A FOREIGN father who thrashed his son with a stick for several minutes in a bid to discipline him over a playground fight told police such beatings were used against children in his homeland.

Paul Nicholson, prosecuting at York Crown Court, said the 39-year-old father beat the boy in their North Yorkshire home.

He hit him so hard he left him with visible injuries and the stick’s end split.

The father, a student from York, repaired it with an elastic band and continued the beating as the child, who attended a secondary school, lay on the ground with his trousers down.

The father told police such punishment was used against children in his own country, said Mr Nicholson.

His solicitor advocate Lee-Anne Robins-Hicks said: “There has been some conflict between his cultural norms and his previous circumstances and those he now experiences in the UK.”

The father had not intended to injure the child and accepted he had behaved wrongly.

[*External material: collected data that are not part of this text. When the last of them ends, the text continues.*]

//! The errlock fatal path.
//!
//! A fatal error writes its reason into `errlock` under the datadir and
//! the process exits. Subsequent starts refuse while the file exists, so
//! a crash into an inconsistent state never turns into a silent restart
//! loop. `db heal` releases the lock after recovery.

use crate::Error;
use std::path::{Path, PathBuf};
use tracing::error;

const ERRLOCK_FILE: &str = "errlock";

pub struct ErrLock {
    path: PathBuf,
}

impl ErrLock {
    pub fn new(datadir: &Path) -> Self {
        Self {
            path: datadir.join(ERRLOCK_FILE),
        }
    }

    /// Fails with [Error::Locked] while a previous fatal reason exists.
    pub fn check(&self) -> Result<(), Error> {
        match std::fs::read_to_string(&self.path) {
            Ok(reason) => Err(Error::Locked(reason.trim().to_string())),
            Err(err) if err.kind() == std::io::ErrorKind::NotFound => Ok(()),
            Err(err) => Err(err.into()),
        }
    }

    /// Records a fatal reason. Best effort: the node is about to stop
    /// either way, so a failing write only logs.
    pub fn engage(&self, reason: &str) {
        error!(%reason, "fatal; writing errlock");
        if let Err(err) = std::fs::write(&self.path, reason) {
            error!(%err, path = %self.path.display(), "failed to write errlock");
        }
    }

    /// Clears the lock after recovery.
    pub fn release(&self) -> Result<(), Error> {
        match std::fs::remove_file(&self.path) {
            Ok(()) => Ok(()),
            Err(err) if err.kind() == std::io::ErrorKind::NotFound => Ok(()),
            Err(err) => Err(err.into()),
        }
    }

    pub fn engaged(&self) -> bool {
        self.path.exists()
    }
}

#[cfg(test)]
mod tests {
    use super::*;

    #[test]
    fn test_engage_blocks_start_until_release() {
        let dir = tempfile::tempdir().unwrap();
        let lock = ErrLock::new(dir.path());
        lock.check().unwrap();
        assert!(!lock.engaged());

        lock.engage("store: corrupted flush id");
        assert!(lock.engaged());
        match lock.check() {
            Err(Error::Locked(reason)) => assert!(reason.contains("corrupted")),
            other => panic!("expected Locked, got {other:?}"),
        }
        // A second engage keeps the first reason readable.
        lock.engage("another failure");
        assert!(lock.engaged());

        lock.release().unwrap();
        lock.check().unwrap();
        // Releasing twice is fine.
        lock.release().unwrap();
    }
}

The Recorder of York, Judge Stephen Ashurst, said: “Whatever your son had done at school you were not entitled to beat him in the way you did.

"Attitudes to corporal punishments, particularly as far as children are concerned, have changed radically in this country in a generation.”

The court heard the father may as a child have experienced corporal punishment, but he had lost his temper and gone too far.

Judge Ashurst passed a 12-month prison sentence but suspended it as an “act of mercy”.

The father, who is not being identified to protect the child, pleaded guilty to causing his son actual bodily harm.

The court heard that the son no longer lives with the father.

Mr Nicholson said teachers at the boy’s school noticed marks on the boy’s hands and arms and he told them about the beating.

The boy suffered extensive bruising, particularly on the lower part of his body.

Mrs Robins-Hicks said the father had come to Britain to study and intended to return to his country at the end of his studies.